*** Opening Data listing ***

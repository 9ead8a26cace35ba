use crate::auth::models::{AuthConfig, SessionClaims, SignupStateClaims};
use anyhow::{anyhow, Result};
use chrono::{Duration, Utc};
use jsonwebtoken::{decode, encode, DecodingKey, EncodingKey, Header, Validation};
use uuid::Uuid;

/// 会话令牌签发者
const SESSION_ISSUER: &str = "waitlist-api";
/// OAuth续接令牌签发者，与会话令牌隔离使用
const SIGNUP_STATE_ISSUER: &str = "waitlist-signup";

/// JWT令牌管理器
#[derive(Clone)]
pub struct JwtManager {
    encoding_key: EncodingKey,
    decoding_key: DecodingKey,
    config: AuthConfig,
}

impl JwtManager {
    /// 创建新的JWT管理器
    pub fn new(config: AuthConfig) -> Self {
        let encoding_key = EncodingKey::from_secret(config.session_secret.as_ref());
        let decoding_key = DecodingKey::from_secret(config.session_secret.as_ref());

        Self {
            encoding_key,
            decoding_key,
            config,
        }
    }

    pub fn config(&self) -> &AuthConfig {
        &self.config
    }

    /// 生成会话令牌（登录成功后写入Cookie）
    pub fn generate_session_token(&self, twitter_id: &str, handle: &str) -> Result<String> {
        let now = Utc::now();
        let expires_at = now + Duration::hours(self.config.session_expires_in_hours as i64);

        let claims = SessionClaims {
            sub: twitter_id.to_string(),
            handle: handle.to_string(),
            exp: expires_at.timestamp() as u64,
            iat: now.timestamp() as u64,
            iss: SESSION_ISSUER.to_string(),
        };

        encode(&Header::default(), &claims, &self.encoding_key)
            .map_err(|e| anyhow!("Failed to generate session token: {}", e))
    }

    /// 验证会话令牌
    pub fn verify_session_token(&self, token: &str) -> Result<SessionClaims> {
        let token_data = decode::<SessionClaims>(token, &self.decoding_key, &Validation::default())
            .map_err(|e| anyhow!("Invalid session token: {}", e))?;

        // 检查令牌是否过期
        let now = Utc::now().timestamp() as u64;
        if token_data.claims.exp < now {
            return Err(anyhow!("Session token has expired"));
        }

        // 续接令牌不能当作会话令牌使用
        if token_data.claims.iss != SESSION_ISSUER {
            return Err(anyhow!("Invalid session token issuer"));
        }

        Ok(token_data.claims)
    }

    /// 生成OAuth续接令牌
    ///
    /// 发起登录时生成，作为OAuth的state参数携带完整的登录上下文：
    /// 1. pending_ref - 着陆页带来的邀请码，回调时完成归因
    /// 2. verifier - PKCE code_verifier，回调换token时使用
    /// 3. sub - 每次登录独立的随机nonce
    ///
    /// 服务端不保存任何中间状态，回调凭此令牌恢复现场。
    pub fn generate_signup_state_token(&self, pending_ref: Option<&str>, verifier: &str) -> Result<String> {
        let now = Utc::now();
        let expires_at = now + Duration::minutes(self.config.signup_state_ttl_minutes as i64);

        let claims = SignupStateClaims {
            sub: Uuid::new_v4().to_string(),
            pending_ref: pending_ref.map(|c| c.to_string()),
            verifier: verifier.to_string(),
            exp: expires_at.timestamp() as u64,
            iat: now.timestamp() as u64,
            iss: SIGNUP_STATE_ISSUER.to_string(),
        };

        encode(&Header::default(), &claims, &self.encoding_key)
            .map_err(|e| anyhow!("Failed to generate signup state token: {}", e))
    }

    /// 验证OAuth续接令牌（回调时恢复登录上下文）
    pub fn verify_signup_state_token(&self, token: &str) -> Result<SignupStateClaims> {
        let token_data = decode::<SignupStateClaims>(token, &self.decoding_key, &Validation::default())
            .map_err(|e| anyhow!("Invalid signup state token: {}", e))?;

        let now = Utc::now().timestamp() as u64;
        if token_data.claims.exp < now {
            return Err(anyhow!("Signup state token has expired"));
        }

        if token_data.claims.iss != SIGNUP_STATE_ISSUER {
            return Err(anyhow!("Invalid signup state token issuer"));
        }

        Ok(token_data.claims)
    }
}

/// JWT令牌提取器
pub struct TokenExtractor;

impl TokenExtractor {
    /// 从Authorization头部提取Bearer令牌
    pub fn extract_bearer_token(auth_header: Option<&str>) -> Option<String> {
        auth_header
            .and_then(|header| header.strip_prefix("Bearer "))
            .map(|token| token.trim().to_string())
    }
}
use crate::auth::AuthSession;
use crate::dtos::wallet_dto::{UpdateWalletDto, WalletUpdateResponse};
use crate::extractors::validation_extractor::ValidationExtractor;
use crate::services::Services;
use axum::{routing::post, Extension, Json, Router};
use utils::AppResult;

pub struct WalletController;

impl WalletController {
    pub fn app() -> Router {
        Router::new().route("/wallet/update", post(update_wallet))
    }
}

/// 提交钱包地址
///
/// 写入当前登录成员的钱包地址；完成后该成员的状态变为existing。
/// 跳过钱包这一步的用户不会调用本接口。
#[utoipa::path(
    post,
    path = "/api/v1/wallet/update",
    tag = "wallet",
    request_body = UpdateWalletDto,
    responses(
        (status = 200, description = "钱包地址已更新", body = WalletUpdateResponse),
        (status = 400, description = "钱包地址缺失"),
        (status = 401, description = "未登录"),
        (status = 404, description = "当前会话对应的成员记录不存在"),
        (status = 500, description = "存储层失败")
    )
)]
pub async fn update_wallet(
    Extension(services): Extension<Services>,
    session: AuthSession,
    ValidationExtractor(req): ValidationExtractor<UpdateWalletDto>,
) -> AppResult<Json<WalletUpdateResponse>> {
    // required校验已保证Some
    let wallet_address = req.wallet_address.unwrap_or_default();

    let member = services.member.update_wallet(&session.twitter_id, &wallet_address).await?;

    Ok(Json(WalletUpdateResponse {
        success: true,
        member: member.into(),
    }))
}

*** Closing Data listing ***

_Problem description_
Your reply should contain every entry, repeated exactly.

_Exercise answer_
repository 9ead8a26cace35ba
use crate::auth::models::{AuthConfig, SessionClaims, SignupStateClaims};
use anyhow::{anyhow, Result};
use chrono::{Duration, Utc};
use jsonwebtoken::{decode, encode, DecodingKey, EncodingKey, Header, Validation};
use uuid::Uuid;

/// 会话令牌签发者
const SESSION_ISSUER: &str = "waitlist-api";
/// OAuth续接令牌签发者，与会话令牌隔离使用
const SIGNUP_STATE_ISSUER: &str = "waitlist-signup";

/// JWT令牌管理器
#[derive(Clone)]
pub struct JwtManager {
    encoding_key: EncodingKey,
    decoding_key: DecodingKey,
    config: AuthConfig,
}

impl JwtManager {
    /// 创建新的JWT管理器
    pub fn new(config: AuthConfig) -> Self {
        let encoding_key = EncodingKey::from_secret(config.session_secret.as_ref());
        let decoding_key = DecodingKey::from_secret(config.session_secret.as_ref());

        Self {
            encoding_key,
            decoding_key,
            config,
        }
    }

    pub fn config(&self) -> &AuthConfig {
        &self.config
    }

    /// 生成会话令牌（登录成功后写入Cookie）
    pub fn generate_session_token(&self, twitter_id: &str, handle: &str) -> Result<String> {
        let now = Utc::now();
        let expires_at = now + Duration::hours(self.config.session_expires_in_hours as i64);

        let claims = SessionClaims {
            sub: twitter_id.to_string(),
            handle: handle.to_string(),
            exp: expires_at.timestamp() as u64,
            iat: now.timestamp() as u64,
            iss: SESSION_ISSUER.to_string(),
        };

        encode(&Header::default(), &claims, &self.encoding_key)
            .map_err(|e| anyhow!("Failed to generate session token: {}", e))
    }

    /// 验证会话令牌
    pub fn verify_session_token(&self, token: &str) -> Result<SessionClaims> {
        let token_data = decode::<SessionClaims>(token, &self.decoding_key, &Validation::default())
            .map_err(|e| anyhow!("Invalid session token: {}", e))?;

        // 检查令牌是否过期
        let now = Utc::now().timestamp() as u64;
        if token_data.claims.exp < now {
            return Err(anyhow!("Session token has expired"));
        }

        // 续接令牌不能当作会话令牌使用
        if token_data.claims.iss != SESSION_ISSUER {
            return Err(anyhow!("Invalid session token issuer"));
        }

        Ok(token_data.claims)
    }

    /// 生成OAuth续接令牌
    ///
    /// 发起登录时生成，作为OAuth的state参数携带完整的登录上下文：
    /// 1. pending_ref - 着陆页带来的邀请码，回调时完成归因
    /// 2. verifier - PKCE code_verifier，回调换token时使用
    /// 3. sub - 每次登录独立的随机nonce
    ///
    /// 服务端不保存任何中间状态，回调凭此令牌恢复现场。
    pub fn generate_signup_state_token(&self, pending_ref: Option<&str>, verifier: &str) -> Result<String> {
        let now = Utc::now();
        let expires_at = now + Duration::minutes(self.config.signup_state_ttl_minutes as i64);

        let claims = SignupStateClaims {
            sub: Uuid::new_v4().to_string(),
            pending_ref: pending_ref.map(|c| c.to_string()),
            verifier: verifier.to_string(),
            exp: expires_at.timestamp() as u64,
            iat: now.timestamp() as u64,
            iss: SIGNUP_STATE_ISSUER.to_string(),
        };

        encode(&Header::default(), &claims, &self.encoding_key)
            .map_err(|e| anyhow!("Failed to generate signup state token: {}", e))
    }

    /// 验证OAuth续接令牌（回调时恢复登录上下文）
    pub fn verify_signup_state_token(&self, token: &str) -> Result<SignupStateClaims> {
        let token_data = decode::<SignupStateClaims>(token, &self.decoding_key, &Validation::default())
            .map_err(|e| anyhow!("Invalid signup state token: {}", e))?;

        let now = Utc::now().timestamp() as u64;
        if token_data.claims.exp < now {
            return Err(anyhow!("Signup state token has expired"));
        }

        if token_data.claims.iss != SIGNUP_STATE_ISSUER {
            return Err(anyhow!("Invalid signup state token issuer"));
        }

        Ok(token_data.claims)
    }
}

/// JWT令牌提取器
pub struct TokenExtractor;

impl TokenExtractor {
    /// 从Authorization头部提取Bearer令牌
    pub fn extract_bearer_token(auth_header: Option<&str>) -> Option<String> {
        auth_header
            .and_then(|header| header.strip_prefix("Bearer "))
            .map(|token| token.trim().to_string())
    }
}
use crate::auth::AuthSession;
use crate::dtos::wallet_dto::{UpdateWalletDto, WalletUpdateResponse};
use crate::extractors::validation_extractor::ValidationExtractor;
use crate::services::Services;
use axum::{routing::post, Extension, Json, Router};
use utils::AppResult;

pub struct WalletController;

impl WalletController {
    pub fn app() -> Router {
        Router::new().route("/wallet/update", post(update_wallet))
    }
}

/// 提交钱包地址
///
/// 写入当前登录成员的钱包地址；完成后该成员的状态变为existing。
/// 跳过钱包这一步的用户不会调用本接口。
#[utoipa::path(
    post,
    path = "/api/v1/wallet/update",
    tag = "wallet",
    request_body = UpdateWalletDto,
    responses(
        (status = 200, description = "钱包地址已更新", body = WalletUpdateResponse),
        (status = 400, description = "钱包地址缺失"),
        (status = 401, description = "未登录"),
        (status = 404, description = "当前会话对应的成员记录不存在"),
        (status = 500, description = "存储层失败")
    )
)]
pub async fn update_wallet(
    Extension(services): Extension<Services>,
    session: AuthSession,
    ValidationExtractor(req): ValidationExtractor<UpdateWalletDto>,
) -> AppResult<Json<WalletUpdateResponse>> {
    // required校验已保证Some
    let wallet_address = req.wallet_address.unwrap_or_default();

    let member = services.member.update_wallet(&session.twitter_id, &wallet_address).await?;

    Ok(Json(WalletUpdateResponse {
        success: true,
        member: member.into(),
    }))
}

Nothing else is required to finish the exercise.